About Me

ian pribyl, the pen turning texan

About Ian Pribyl, the “Pen Turning Texan”


My name is Ian Pribyl, and I am the “Pen Turning Texan”. When I started turning pens in wood shop I was only 14 years old and I wasn’t remotely the “perfectionist” I am today. The challenge about making things by hand is that, as humans, it’s almost completely impossible for us to create anything that’s perfect. No matter how top-dollar your machines or how finely tuned they are, when you throw us into the equation all of that can just fly out the window. That’s the challenge that drives me every time I start on a new pen. I don’t have top-dollar machines either, so it makes turning a perfect pen that much more challenging.


A little over a year ago I committed to working in my shop as a “shokunin” which is a word in the Japanese language frequently translated into English as “Craftsman”. However, there are some differences. To sum them up, shokunin means that every time I step back into my shop to work on a pen, I try to do a little better than I did the last time. Essentially it means that I’m committed to endless, continuous improvement and taking a tiny, sometimes immeasurable step toward perfection with each pen I turn.


I’m committed to creating as much valuable, easy-to-follow information as I possibly can for new pen turners and experienced pen turners alike to have a great source of information to pull from on the internet. I’m also looking for helpful feedback from pen turners that have different approaches than I do, so please comment on any of my pages if you have feedback.

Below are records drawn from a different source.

//! # reckon
//!
//! reckon is a restricted arithmetic expression evaluator written in Rust.
//! It parses a single expression made of numeric literals, parentheses and the
//! operators `+ - * / // % **`, and evaluates it with exact integers and
//! IEEE floats. Names, calls, strings and every other construct are rejected
//! while parsing, so untrusted input can never do more than arithmetic.
//!
//! ```
//! use reckon::{Error, calculate, error::ParseError};
//!
//! assert_eq!(calculate("2 + 3 * 4").unwrap().to_string(), "14");
//! assert_eq!(calculate("2 ** 100").unwrap().to_string(),
//!            "1267650600228229401496703205376");
//! assert!(matches!(calculate("__import__('os')"),
//!                  Err(Error::Parse(ParseError::NameNotAllowed { .. }))));
//! ```

#![warn(
    clippy::redundant_clone,
    clippy::needless_pass_by_value,
    clippy::similar_names,
    clippy::large_enum_variant,
    clippy::string_lit_as_bytes,
    clippy::match_same_arms,
    clippy::cargo,
    clippy::nursery,
    clippy::perf,
    clippy::style,
    clippy::suspicious,
    clippy::correctness,
    clippy::complexity,
    clippy::pedantic,
    //missing_docs,
)]
#![allow(clippy::missing_errors_doc)]

use tracing::debug;

/// Defines the structure of parsed expressions.
///
/// This module declares the `Expr` enum and the operator enums that represent
/// an arithmetic expression as a tree. The tree is built by the parser and
/// walked by the evaluator.
///
/// # Responsibilities
/// - Defines the three node shapes: literal, unary and binary operation.
/// - Attaches source columns to every node for error reporting.
/// - Renders trees back to fully parenthesised text.
pub mod ast;
/// Provides unified error types for parsing and evaluation.
///
/// Every failure is a value: lexing and parsing produce `ParseError`,
/// evaluation produces `EvalError`, and the numeric operators produce
/// `ArithmeticError`, which the evaluator wraps with the operator's column.
pub mod error;
/// Lexing, parsing, evaluation and the numeric value type.
pub mod interpreter;
/// Line handling for the interactive calculator.
pub mod repl;
/// Numeric formatting and literal helpers.
pub mod util;

pub use crate::{
    error::Error,
    interpreter::{evaluator::evaluate, parser::parse, value::Number},
};

/// Parses and evaluates `source` in one step.
///
/// Equivalent to `evaluate(&parse(source)?)` with the standard operator table
/// and default nesting limits.
///
/// # Errors
/// Returns [`Error::Parse`] when the text is not a valid arithmetic
/// expression and [`Error::Eval`] when evaluation fails, e.g. on division by
/// zero.
///
/// # Examples
/// ```
/// use reckon::{Error, calculate, error::{ArithmeticError, EvalError}};
///
/// assert_eq!(calculate("-7 // 2").unwrap().to_string(), "-4");
/// assert_eq!(calculate("7 / 2").unwrap().to_string(), "3.5");
///
/// let err = calculate("1 / 0").unwrap_err();
/// assert!(matches!(err,
///                  Error::Eval(EvalError::ArithmeticFailure { cause: ArithmeticError::DivisionByZero,
///                                                             column: 3 })));
/// ```
#[tracing::instrument(level = "debug")]
pub fn calculate(source: &str) -> Result<Number, Error> {
    let tree = parse(source)?;
    let value = evaluate(&tree)?;
    debug!(%value, "evaluated");
    Ok(value)
}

I feel like there aren’t enough pen turning sites on the web that offer really helpful content, so I started this website to give as much valuable and helpful content to this generous, appreciative community as I possibly can.


  1. Chaim

    Wow – what a great informative site. So well designed and laid out beautifully!
    Great stuff!

  2. Lynn

    I am a new turner and this is the best tutorial that I have seen. Thank you very much for your time and effort.

    • Ian

      I’m very glad that I could help, Lynn! Thanks for stopping by and checking it out – happy turning!

  3. KEN

    I am a 92 year old retiree who can’t sit still doing nothing. I am the ultimate hobbyist. For many years while working at my regular career jobs I hobbied around with such things as silver/gold smithing, graphic design, ornamental iron work, etc.etc.
    My present living situation, a senior citizen apartment complex, prohibits me from doing much with my former hobbies, so I began to look at making pens as a way to fill up my days. I will never be able to do it as a business, but with 16 grandkids and 26 great grands I will have plenty of birthdays and Christmas gifts to fill.
    Thank you for your dedication to achieving perfection. Your tutorials has really been helpful. The step by step has shown me the way and also what I will need to begin the process.

    • Ian

      Thank you very much for the long and heartfelt comment, Ken. Nothing makes a great gift like a truly labored, as-close-to-perfect-as-humanly-possible pen. I’m very happy to know that I’ve helped a fellow pen turner with some of this content. Let me know if I can ever help with anything in particular!

  4. Theo van den Berg

    Hi Ian your tutorial and step by step instructions I found very helpful I am from South Africa and am 57years old, turning pens as a hobby,is good to have as a hobby that one likes to do,(wood come alive if you know what I mean) you don’t have any tips on how to turn acrylics, thank you have a nice day.

    • Ian

      There’s not much of a trick to turning acrylics in my mind outside of keeping your chisels REALLY sharp and going slow, being careful not to apply too much pressure. I suppose I could write up a full article about it, but that’s about all it would say! Haha – thanks for stopping by, Theo! I’m glad I was able to help you a bit with these articles/lessons.

  5. Ben Pentz

    I want to congratulate you and your wife on a brilliant piece of work! It is evident that you put a lot of planning and hard work into this tutorial. The high quality photos also illustrate the entire process very well. One could almost just follow the pictures 🙂

    Towards the end you mentioned something to the effect that you provided too much detail (can’t remember the exact wording), but I think the “too much detail” is actually what sets it apart from other tutorials.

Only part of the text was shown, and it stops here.